Thommen Medical wählt damit dieselbe Strategie wie die einstige Mutterfirma Mathys, aus der man als HATI Dental 1996 als Spin Off hervorging: enge Zusammenarbeit mit den anwendenden Ärzten, Einbezug ihrer Expertise bei Entwicklung und Verbesserung der Produkte und Werkzeuge. Thommen plant im Neubau sogar Bereiche, in dem sich Kunden selbständig bewegen können, wie Marzo ankündigt.
Das neue Gebäude wird übrigens vom Langendörfer Architekturbüro Borer (BA&P Architektur) gebaut und soll die neuesten Energiespar-Technologien beinhalten: Photovoltaik mit Eigenverbrauch, Luftwärmepumpen mit Wärmerückgewinnung auf dem Dach. Schon heute werde das Gebäude aus der Abwärme der Maschinen geheizt, merkt Marzo an.
Nächstes Jahr kann die Firma das 20-Jahre Jubiläum feiern. Seit 2001 firmiert man unter dem Namen Thommen Medical, das Aktionariat liegt mehrheitlich bei der Familie Marzo; Livio Marzo ist ein Enkel des Mathys Firmengründer Robert Mathys und hat unlängst das VR-Präsidium der bekannten Bettlacher Orthopädietechnik-Firma in Familienbesitz übernommen.
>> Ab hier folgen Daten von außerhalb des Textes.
//! In-process codec backend for tests
//!
//! "Encoding" copies the first bytes of the frame into the packet, and
//! "decoding" fills the frame with the packet's first byte (or zeros when
//! concealing). Creation, destruction and control calls are recorded, and
//! any step can be told to fail.

use parking_lot::Mutex;
use std::sync::atomic::{AtomicUsize, Ordering};
use std::sync::Arc;

use super::transform::{CodecBackend, CtlRequest, DecoderHandle, EncoderHandle};
use crate::config::Application;
use crate::error::ErrorCode;

#[derive(Default)]
pub struct FakeCounters {
    pub encoders_created: AtomicUsize,
    pub encoders_destroyed: AtomicUsize,
    pub decoders_created: AtomicUsize,
    pub decoders_destroyed: AtomicUsize,
    pub controls: Mutex<Vec<(CtlRequest, i32)>>,
    /// (packet present, fec flag) per decode call
    pub decode_calls: Mutex<Vec<(bool, bool)>>,
}

impl FakeCounters {
    pub fn live_encoders(&self) -> usize {
        self.encoders_created.load(Ordering::SeqCst) - self.encoders_destroyed.load(Ordering::SeqCst)
    }

    pub fn live_decoders(&self) -> usize {
        self.decoders_created.load(Ordering::SeqCst) - self.decoders_destroyed.load(Ordering::SeqCst)
    }
}

#[derive(Default)]
pub struct FakeBackend {
    pub counters: Arc<FakeCounters>,
    packet_len: usize,
    fail_create: Option<ErrorCode>,
    fail_control: Option<(CtlRequest, ErrorCode)>,
    /// Fail the n-th encode/decode call (0-based)
    fail_call: Option<(usize, ErrorCode)>,
}

impl FakeBackend {
    pub fn new() -> Self {
        Self {
            packet_len: 4,
            ..Default::default()
        }
    }

    pub fn failing_create(mut self, code: ErrorCode) -> Self {
        self.fail_create = Some(code);
        self
    }

    pub fn failing_control(mut self, request: CtlRequest, code: ErrorCode) -> Self {
        self.fail_control = Some((request, code));
        self
    }

    pub fn failing_call(mut self, index: usize, code: ErrorCode) -> Self {
        self.fail_call = Some((index, code));
        self
    }

    pub fn shared(self) -> Arc<Self> {
        Arc::new(self)
    }
}

impl CodecBackend for FakeBackend {
    fn create_encoder(
        &self,
        _sample_rate: u32,
        channels: u8,
        _application: Application,
    ) -> Result<Box<dyn EncoderHandle>, ErrorCode> {
        if let Some(code) = self.fail_create {
            return Err(code);
        }
        self.counters.encoders_created.fetch_add(1, Ordering::SeqCst);
        Ok(Box::new(FakeEncoder {
            counters: self.counters.clone(),
            channels: channels as usize,
            packet_len: self.packet_len,
            fail_control: self.fail_control,
            fail_call: self.fail_call,
            calls: 0,
        }))
    }

    fn create_decoder(
        &self,
        _sample_rate: u32,
        channels: u8,
    ) -> Result<Box<dyn DecoderHandle>, ErrorCode> {
        if let Some(code) = self.fail_create {
            return Err(code);
        }
        self.counters.decoders_created.fetch_add(1, Ordering::SeqCst);
        Ok(Box::new(FakeDecoder {
            counters: self.counters.clone(),
            channels: channels as usize,
            fail_call: self.fail_call,
            calls: 0,
        }))
    }
}

struct FakeEncoder {
    counters: Arc<FakeCounters>,
    channels: usize,
    packet_len: usize,
    fail_control: Option<(CtlRequest, ErrorCode)>,
    fail_call: Option<(usize, ErrorCode)>,
    calls: usize,
}

impl EncoderHandle for FakeEncoder {
    fn control(&mut self, request: CtlRequest, value: i32) -> i32 {
        self.counters.controls.lock().push((request, value));
        match self.fail_control {
            Some((failing, code)) if failing == request => code.code(),
            _ => 0,
        }
    }

    fn encode(&mut self, pcm: &[i16], frame_size: usize, packet: &mut [u8]) -> i32 {
        let call = self.calls;
        self.calls += 1;
        if let Some((index, code)) = self.fail_call {
            if index == call {
                return code.code();
            }
        }
        if pcm.len() < frame_size * self.channels {
            return ErrorCode::BadArg.code();
        }
        let len = self.packet_len.min(packet.len());
        for (byte, sample) in packet[..len].iter_mut().zip(pcm) {
            *byte = *sample as u8;
        }
        len as i32
    }
}

impl Drop for FakeEncoder {
    fn drop(&mut self) {
        self.counters.encoders_destroyed.fetch_add(1, Ordering::SeqCst);
    }
}

struct FakeDecoder {
    counters: Arc<FakeCounters>,
    channels: usize,
    fail_call: Option<(usize, ErrorCode)>,
    calls: usize,
}

impl DecoderHandle for FakeDecoder {
    fn decode(
        &mut self,
        packet: Option<&[u8]>,
        frame_size: usize,
        pcm: &mut [i16],
        fec: bool,
    ) -> i32 {
        self.counters.decode_calls.lock().push((packet.is_some(), fec));
        let call = self.calls;
        self.calls += 1;
        if let Some((index, code)) = self.fail_call {
            if index == call {
                return code.code();
            }
        }
        if pcm.len() < frame_size * self.channels {
            return ErrorCode::BadArg.code();
        }
        let value = packet.and_then(|p| p.first()).map_or(0, |b| *b as i16);
        pcm[..frame_size * self.channels].fill(value);
        frame_size as i32
    }
}

impl Drop for FakeDecoder {
    fn drop(&mut self) {
        self.counters.decoders_destroyed.fetch_add(1, Ordering::SeqCst);
    }
}
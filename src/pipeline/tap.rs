//! Pass-through stage that lets a callback observe every span

use std::sync::Arc;

use super::lifecycle::{StageCell, StageLink, StageOptions};
use super::{AudioOutput, Observer, Signal, Subscription};
use crate::audio::format::AudioFormat;

type TapCallback = Box<dyn Fn(&[u8]) + Send + Sync>;

/// Calls a callback for each span, then forwards the span unchanged
pub struct TapStage {
    link: StageLink,
    cell: StageCell<TapCallback>,
}

impl TapStage {
    pub fn new<F>(upstream: Arc<dyn AudioOutput>, callback: F, options: StageOptions) -> Arc<Self>
    where
        F: Fn(&[u8]) + Send + Sync + 'static,
    {
        let stage = Arc::new(Self {
            link: StageLink::new(upstream, options.owns_upstream),
            cell: StageCell::new(Box::new(callback)),
        });
        stage.link.attach(&stage, Self::on_signal);
        stage
    }

    fn on_signal(&self, signal: Signal<'_>) {
        match signal {
            Signal::Data(span) => {
                let subject = self.link.subject();
                self.cell.with(|callback| {
                    callback(span);
                    subject.next(span);
                });
            }
            Signal::Completed => self.link.subject().complete(),
            Signal::Failed(error) => self.link.subject().fail(error),
        }
    }
}

impl AudioOutput for TapStage {
    fn format(&self) -> AudioFormat {
        self.link.format()
    }

    fn subscribe(&self, observer: Observer) -> Subscription {
        self.link.subscribe(observer)
    }

    fn dispose(&self) {
        if self.cell.dispose() {
            self.link.teardown();
        }
    }

    fn is_disposed(&self) -> bool {
        self.cell.is_disposed()
    }
}

impl Drop for TapStage {
    fn drop(&mut self) {
        self.dispose();
    }
}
Beteiligt an Thommen Medical sind ferner ein «strategischer Investor», sowie Mitarbeiter und Kunden. Das Personal bestehe zu über 90 Prozent aus Fachspezialisten, mehrheitlich aus MINT-Berufen. Marzo liegt viel an der Unternehmenskultur. Er zitiert dazu Management-Legende Peter Drucker: «Die Kultur isst die Strategie zum Frühstück». Alle Mitarbeiter machten die Firmenkultur und den Erfolg aus, welche das Fundament der vier strategischen Pfeiler seien: Digitalisierung, Premiumpositionierung, Kernprodukt-Weiterentwickeln und profitables Wachstum.
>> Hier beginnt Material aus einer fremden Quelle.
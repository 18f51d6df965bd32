//! Configuration for chains and codec stages
//!
//! Settings are plain serde structs with defaults, so a partial TOML file
//! fills in the rest. Validation happens here and again at stage
//! construction; nothing is checked while data flows.

use serde::{Deserialize, Serialize};
use std::path::{Path, PathBuf};

use crate::audio::format::AudioFormat;
use crate::codec::transform::CtlRequest;
use crate::constants::{DEFAULT_FRAME_SIZE, DEFAULT_POOL_CAPACITY};
use crate::error::{ConfigurationError, Result};

/// Codec application profile
#[derive(Debug, Clone, Copy, PartialEq, Eq, Serialize, Deserialize, Default)]
#[serde(rename_all = "snake_case")]
pub enum Application {
    #[default]
    Voip,
    Audio,
    RestrictedLowDelay,
}

impl Application {
    pub fn value(&self) -> i32 {
        match self {
            Application::Voip => 2048,
            Application::Audio => 2049,
            Application::RestrictedLowDelay => 2051,
        }
    }
}

/// Maximum coded bandwidth
#[derive(Debug, Clone, Copy, PartialEq, Eq, Serialize, Deserialize, Default)]
#[serde(rename_all = "snake_case")]
pub enum Bandwidth {
    /// 4 kHz
    #[default]
    Narrowband,
    /// 6 kHz
    Mediumband,
    /// 8 kHz
    Wideband,
    /// 12 kHz
    Superwideband,
    /// 20 kHz
    Fullband,
}

impl Bandwidth {
    pub fn value(&self) -> i32 {
        match self {
            Bandwidth::Narrowband => 1101,
            Bandwidth::Mediumband => 1102,
            Bandwidth::Wideband => 1103,
            Bandwidth::Superwideband => 1104,
            Bandwidth::Fullband => 1105,
        }
    }
}

/// Hint about the content being encoded
#[derive(Debug, Clone, Copy, PartialEq, Eq, Serialize, Deserialize, Default)]
#[serde(rename_all = "snake_case")]
pub enum SignalType {
    Auto,
    #[default]
    Voice,
    Music,
}

impl SignalType {
    pub fn value(&self) -> i32 {
        match self {
            SignalType::Auto => -1000,
            SignalType::Voice => 3001,
            SignalType::Music => 3002,
        }
    }
}

#[derive(Debug, Clone, Copy, PartialEq, Eq, Serialize, Deserialize, Default)]
#[serde(rename_all = "snake_case")]
pub enum ForceChannels {
    Auto,
    #[default]
    Mono,
    Stereo,
}

impl ForceChannels {
    pub fn value(&self) -> i32 {
        match self {
            ForceChannels::Auto => -1000,
            ForceChannels::Mono => 1,
            ForceChannels::Stereo => 2,
        }
    }
}

/// In-band forward error correction mode
#[derive(Debug, Clone, Copy, PartialEq, Eq, Serialize, Deserialize, Default)]
#[serde(rename_all = "snake_case")]
pub enum InbandFec {
    Disabled,
    #[default]
    EnabledWithSilkSwitch,
    EnabledWithoutSilkSwitch,
}

impl InbandFec {
    pub fn value(&self) -> i32 {
        match self {
            InbandFec::Disabled => 0,
            InbandFec::EnabledWithSilkSwitch => 1,
            InbandFec::EnabledWithoutSilkSwitch => 2,
        }
    }
}

/// Encoder stage settings
#[derive(Debug, Clone, PartialEq, Eq, Serialize, Deserialize)]
#[serde(default)]
pub struct EncoderSettings {
    pub application: Application,
    /// Master switch for in-band FEC and the packet loss hint
    pub forward_error_correction: bool,
    /// Samples per channel per frame
    pub frame_size: usize,
    /// Target bitrate in bits per second
    pub bitrate: i32,
    pub bandwidth: Bandwidth,
    pub signal: SignalType,
    /// 0-10
    pub complexity: u8,
    pub force_channels: ForceChannels,
    pub inband_fec: InbandFec,
    /// Discontinuous transmission
    pub dtx: bool,
    /// Inter-frame prediction
    pub prediction: bool,
    /// Expected packet loss in percent (0-100)
    pub packet_loss_perc: u8,
}

impl Default for EncoderSettings {
    fn default() -> Self {
        Self {
            application: Application::Voip,
            forward_error_correction: true,
            frame_size: DEFAULT_FRAME_SIZE,
            bitrate: 6000,
            bandwidth: Bandwidth::Narrowband,
            signal: SignalType::Voice,
            complexity: 10,
            force_channels: ForceChannels::Mono,
            inband_fec: InbandFec::EnabledWithSilkSwitch,
            dtx: true,
            prediction: true,
            packet_loss_perc: 0,
        }
    }
}

impl EncoderSettings {
    /// Speech over lossy links
    pub fn voice() -> Self {
        Self::default()
    }

    /// Full-band music at 48 kHz, 20 ms frames
    pub fn music() -> Self {
        Self {
            application: Application::Audio,
            forward_error_correction: false,
            frame_size: 960,
            bitrate: 128_000,
            bandwidth: Bandwidth::Fullband,
            signal: SignalType::Music,
            complexity: 10,
            force_channels: ForceChannels::Auto,
            inband_fec: InbandFec::Disabled,
            dtx: false,
            prediction: true,
            packet_loss_perc: 0,
        }
    }

    /// Lowest algorithmic delay at 48 kHz, 2.5 ms frames
    pub fn low_latency() -> Self {
        Self {
            application: Application::RestrictedLowDelay,
            forward_error_correction: false,
            frame_size: 120,
            bitrate: 96_000,
            bandwidth: Bandwidth::Fullband,
            signal: SignalType::Auto,
            complexity: 5,
            force_channels: ForceChannels::Auto,
            inband_fec: InbandFec::Disabled,
            dtx: false,
            prediction: false,
            packet_loss_perc: 0,
        }
    }

    /// Set the frame size from a duration in microseconds
    pub fn with_frame_duration_us(mut self, format: &AudioFormat, duration_us: u64) -> Self {
        self.frame_size = format.samples_for_duration_us(duration_us);
        self
    }

    /// Check value ranges and the frame size against `format`
    pub fn validate(&self, format: &AudioFormat) -> std::result::Result<(), ConfigurationError> {
        if self.complexity > 10 {
            return Err(ConfigurationError::InvalidSetting(format!(
                "Complexity must be 0-10, got {}",
                self.complexity
            )));
        }
        if !(500..=512_000).contains(&self.bitrate) {
            return Err(ConfigurationError::InvalidSetting(format!(
                "Bitrate must be 500-512000 bps, got {}",
                self.bitrate
            )));
        }
        if self.packet_loss_perc > 100 {
            return Err(ConfigurationError::InvalidSetting(format!(
                "Packet loss must be 0-100%, got {}",
                self.packet_loss_perc
            )));
        }
        if self.force_channels == ForceChannels::Stereo && format.channels() < 2 {
            return Err(ConfigurationError::InvalidSetting(
                "Cannot force stereo coding of a mono stream".to_string(),
            ));
        }
        format.validate_frame_size(self.frame_size)
    }

    /// Control requests in the order they are applied to a new encoder
    pub fn control_plan(&self) -> Vec<(CtlRequest, i32)> {
        let fec_mode = if self.forward_error_correction {
            self.inband_fec.value()
        } else {
            InbandFec::Disabled.value()
        };
        let loss = if self.forward_error_correction {
            self.packet_loss_perc as i32
        } else {
            0
        };

        vec![
            (CtlRequest::SetBitrate, self.bitrate),
            (CtlRequest::SetSignal, self.signal.value()),
            (CtlRequest::SetBandwidth, self.bandwidth.value()),
            (CtlRequest::SetComplexity, self.complexity as i32),
            (CtlRequest::SetForceChannels, self.force_channels.value()),
            (CtlRequest::SetInbandFec, fec_mode),
            (CtlRequest::SetPacketLossPerc, loss),
            (CtlRequest::SetDtx, self.dtx as i32),
            (CtlRequest::SetPredictionDisabled, (!self.prediction) as i32),
        ]
    }
}

/// Decoder stage settings
#[derive(Debug, Clone, Copy, PartialEq, Eq, Serialize, Deserialize)]
#[serde(default)]
pub struct DecoderSettings {
    /// Maximum samples per channel a single packet may decode to
    pub frame_size: usize,
    /// Ask the codec for FEC data when concealing a lost packet
    pub fec_on_loss: bool,
}

impl Default for DecoderSettings {
    fn default() -> Self {
        Self {
            frame_size: DEFAULT_FRAME_SIZE,
            fec_on_loss: true,
        }
    }
}

impl DecoderSettings {
    pub fn validate(&self, format: &AudioFormat) -> std::result::Result<(), ConfigurationError> {
        format.validate_frame_size(self.frame_size)
    }
}

/// Stream format as written in a config file
#[derive(Debug, Clone, Copy, PartialEq, Eq, Serialize, Deserialize)]
#[serde(default)]
pub struct FormatConfig {
    pub sample_rate: u32,
    pub bits: u8,
    pub channels: u8,
}

impl Default for FormatConfig {
    fn default() -> Self {
        Self {
            sample_rate: 48000,
            bits: 16,
            channels: 1,
        }
    }
}

impl From<FormatConfig> for AudioFormat {
    fn from(config: FormatConfig) -> Self {
        AudioFormat::new(config.sample_rate, config.bits, config.channels)
    }
}

/// Scratch buffer pool settings
#[derive(Debug, Clone, Copy, PartialEq, Eq, Serialize, Deserialize)]
#[serde(default)]
pub struct PoolConfig {
    pub enabled: bool,
    /// Idle buffers kept for reuse
    pub capacity: usize,
    /// Upper bound on rented buffers; 0 means unlimited
    pub max_outstanding: usize,
}

impl Default for PoolConfig {
    fn default() -> Self {
        Self {
            enabled: true,
            capacity: DEFAULT_POOL_CAPACITY,
            max_outstanding: 0,
        }
    }
}

/// Complete application configuration
#[derive(Debug, Clone, PartialEq, Eq, Serialize, Deserialize, Default)]
#[serde(default)]
pub struct AppConfig {
    pub format: FormatConfig,
    pub encoder: EncoderSettings,
    pub decoder: DecoderSettings,
    pub pool: PoolConfig,
}

impl AppConfig {
    /// Parse a TOML file
    pub fn load(path: impl AsRef<Path>) -> Result<Self> {
        let path = path.as_ref();
        let text = std::fs::read_to_string(path)
            .map_err(|e| ConfigurationError::Load(format!("{}: {}", path.display(), e)))?;
        let config: AppConfig = toml::from_str(&text)
            .map_err(|e| ConfigurationError::Load(format!("{}: {}", path.display(), e)))?;
        tracing::debug!("Loaded configuration from {}", path.display());
        Ok(config)
    }

    /// Load from the platform config directory, or fall back to defaults
    pub fn load_or_default() -> Result<Self> {
        match Self::default_path() {
            Some(path) if path.exists() => Self::load(path),
            _ => Ok(Self::default()),
        }
    }

    /// `<config dir>/frame-chain/config.toml`, when the platform has one
    pub fn default_path() -> Option<PathBuf> {
        directories::ProjectDirs::from("", "", "frame-chain")
            .map(|dirs| dirs.config_dir().join("config.toml"))
    }

    pub fn audio_format(&self) -> AudioFormat {
        self.format.into()
    }

    pub fn validate(&self) -> std::result::Result<(), ConfigurationError> {
        let format = self.audio_format();
        format.validate_for_codec()?;
        self.encoder.validate(&format)?;
        self.decoder.validate(&format)?;
        if self.pool.enabled && self.pool.capacity == 0 {
            return Err(ConfigurationError::InvalidSetting(
                "Pool capacity must be positive".to_string(),
            ));
        }
        Ok(())
    }

    pub fn to_toml(&self) -> std::result::Result<String, ConfigurationError> {
        toml::to_string_pretty(self).map_err(|e| ConfigurationError::Load(e.to_string()))
    }
}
Dies in einem Weltmarkt mit 7 Grossen Playern mit 20 verschiedenen Systemen mit zusammen 80 Prozent Marktanteil und weiteren 350 Firmen mit zusammen 20 Prozent. «Wir haben ein einzelnes System, dass sich in diesem Markt seit 33 Jahren bewährt hat. Darauf wollen wir weiter aufbauen.» Ziel sei, das Wachstum der letzten Jahre fortzusetzen (seit 2002 durchschnittlich 20% pro Jahr). Konkrete Umsatz- und Gewinnzahlen veröffentlicht die Firma nicht. Dafür hält Marzo nicht zurück mit seiner politischen Meinung. Er kritisiert das Lavieren der Politik rund um das Verhältnis mit der EU: «Diese Unsicherheit ist Gift für die Wirtschaft in der Schweiz», mahnt er.
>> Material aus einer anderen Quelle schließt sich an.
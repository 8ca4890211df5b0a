//! Tracing subscriber installation.
//!
//! The writer is always routed through `tracing-appender`'s
//! non-blocking worker so a slow sink never stalls the render or
//! input paths; the returned guard must stay alive for the process
//! lifetime. A second `init` is tolerated (the first subscriber
//! wins), so tests and embedders can install their own.

use crate::{LogConfig, LogFormat};
use anyhow::{Context, Result};
use std::path::Path;
use tracing_appender::non_blocking::WorkerGuard;
use tracing_subscriber::fmt::time::ChronoLocal;
use tracing_subscriber::EnvFilter;

/// Default timestamp rendering when no format override is given.
const DEFAULT_TIMESTAMP_FORMAT: &str = "%Y-%m-%dT%H:%M:%S%.3f";

/// Install the global subscriber per `cfg`. Returns the non-blocking
/// writer guard; dropping it flushes and stops the writer thread.
pub fn init(cfg: &LogConfig) -> Result<WorkerGuard> {
    let filter = EnvFilter::try_new(&cfg.level)
        .with_context(|| format!("invalid log level {:?}", cfg.level))?;

    let (writer, guard) = match &cfg.file {
        Some(path) => {
            let dir = path.parent().filter(|p| !p.as_os_str().is_empty());
            let name = path
                .file_name()
                .context("log file path has no file name")?;
            let appender =
                tracing_appender::rolling::never(dir.unwrap_or(Path::new(".")), name);
            tracing_appender::non_blocking(appender)
        }
        None => tracing_appender::non_blocking(std::io::stderr()),
    };

    let timer = ChronoLocal::new(
        cfg.timestamp_format
            .clone()
            .unwrap_or_else(|| DEFAULT_TIMESTAMP_FORMAT.to_string()),
    );

    let builder = tracing_subscriber::fmt()
        .with_env_filter(filter)
        .with_writer(writer)
        .with_ansi(false)
        .with_file(cfg.full_paths)
        .with_line_number(cfg.full_paths);

    // The builder's type changes with every formatting combinator, so
    // each shape terminates in its own arm.
    let installed = match (cfg.format, cfg.timestamps) {
        (LogFormat::Text, true) => builder.compact().with_timer(timer).try_init(),
        (LogFormat::Text, false) => builder.compact().without_time().try_init(),
        (LogFormat::Pretty, true) => builder.pretty().with_timer(timer).try_init(),
        (LogFormat::Pretty, false) => builder.pretty().without_time().try_init(),
        (LogFormat::Json, true) => builder.json().with_timer(timer).try_init(),
        (LogFormat::Json, false) => builder.json().without_time().try_init(),
    };
    if installed.is_err() {
        // A subscriber is already installed; keep it and let the new
        // guard flush whatever this writer sees (nothing).
        tracing::debug!(target: "config.logging", "subscriber already installed");
    }
    Ok(guard)
}

#[cfg(test)]
mod tests {
    use super::*;
    use crate::Config;

    #[test]
    fn init_writes_to_the_configured_file() {
        let dir = tempfile::tempdir().unwrap();
        let path = dir.path().join("hexes.log");
        let cfg = Config::from_lookup(|name| match name {
            "HEXES_LOG_LEVEL" => Some("info".to_string()),
            "HEXES_LOG_FILE" => Some(path.to_string_lossy().into_owned()),
            _ => None,
        });
        let guard = init(&cfg.log).expect("subscriber installs");
        tracing::info!(target: "config.logging", "hello from the test");
        drop(guard);
        let written = std::fs::read_to_string(&path).unwrap_or_default();
        // Either we installed the global subscriber and the line is
        // present, or another test won the race and the file is empty.
        assert!(written.is_empty() || written.contains("hello from the test"));
    }

    #[test]
    fn invalid_level_is_rejected() {
        let cfg = LogConfig {
            level: "screen.render=notalevel".to_string(),
            ..LogConfig::default()
        };
        assert!(init(&cfg).is_err());
    }
}
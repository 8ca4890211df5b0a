//! Cell display styles.

use crate::Color;

bitflags::bitflags! {
    /// Text attribute bits applied when rendering a cell.
    #[derive(Clone, Copy, Debug, Default, PartialEq, Eq, Hash)]
    pub struct AttrMask: u8 {
        const BOLD          = 1 << 0;
        const BLINK         = 1 << 1;
        const REVERSE       = 1 << 2;
        const UNDERLINE     = 1 << 3;
        const DIM           = 1 << 4;
        const ITALIC        = 1 << 5;
        const STRIKETHROUGH = 1 << 6;
    }
}

/// Foreground color, background color and attribute bits.
///
/// The default value is the ambient-style sentinel: both colors are
/// [`Color::DEFAULT`], meaning "use the screen's ambient style at
/// render time".
#[derive(Clone, Copy, Debug, Default, PartialEq, Eq, Hash)]
pub struct Style {
    pub fg: Color,
    pub bg: Color,
    pub attrs: AttrMask,
}

impl Style {
    pub fn foreground(mut self, fg: Color) -> Self {
        self.fg = fg;
        self
    }

    pub fn background(mut self, bg: Color) -> Self {
        self.bg = bg;
        self
    }

    pub fn attributes(mut self, attrs: AttrMask) -> Self {
        self.attrs = attrs;
        self
    }

    pub fn bold(mut self, on: bool) -> Self {
        self.attrs.set(AttrMask::BOLD, on);
        self
    }

    pub fn reverse(mut self, on: bool) -> Self {
        self.attrs.set(AttrMask::REVERSE, on);
        self
    }

    pub fn underline(mut self, on: bool) -> Self {
        self.attrs.set(AttrMask::UNDERLINE, on);
        self
    }

    /// True if this is the ambient-style sentinel with no attributes.
    pub fn is_default(&self) -> bool {
        self.fg.is_default() && self.bg.is_default() && self.attrs.is_empty()
    }
}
Mit den erwähnten Zahlen und Fakten konnte Thommen Medical auch die Jury des Swiss Venture Clubs interessieren und sich unlängst präsentieren. Die Firma gehört zu den sechs Finalistinnen des nächsten Awards des SVC Espace Mittelland, der (voraussichtlich) im kommenden März verliehen wird.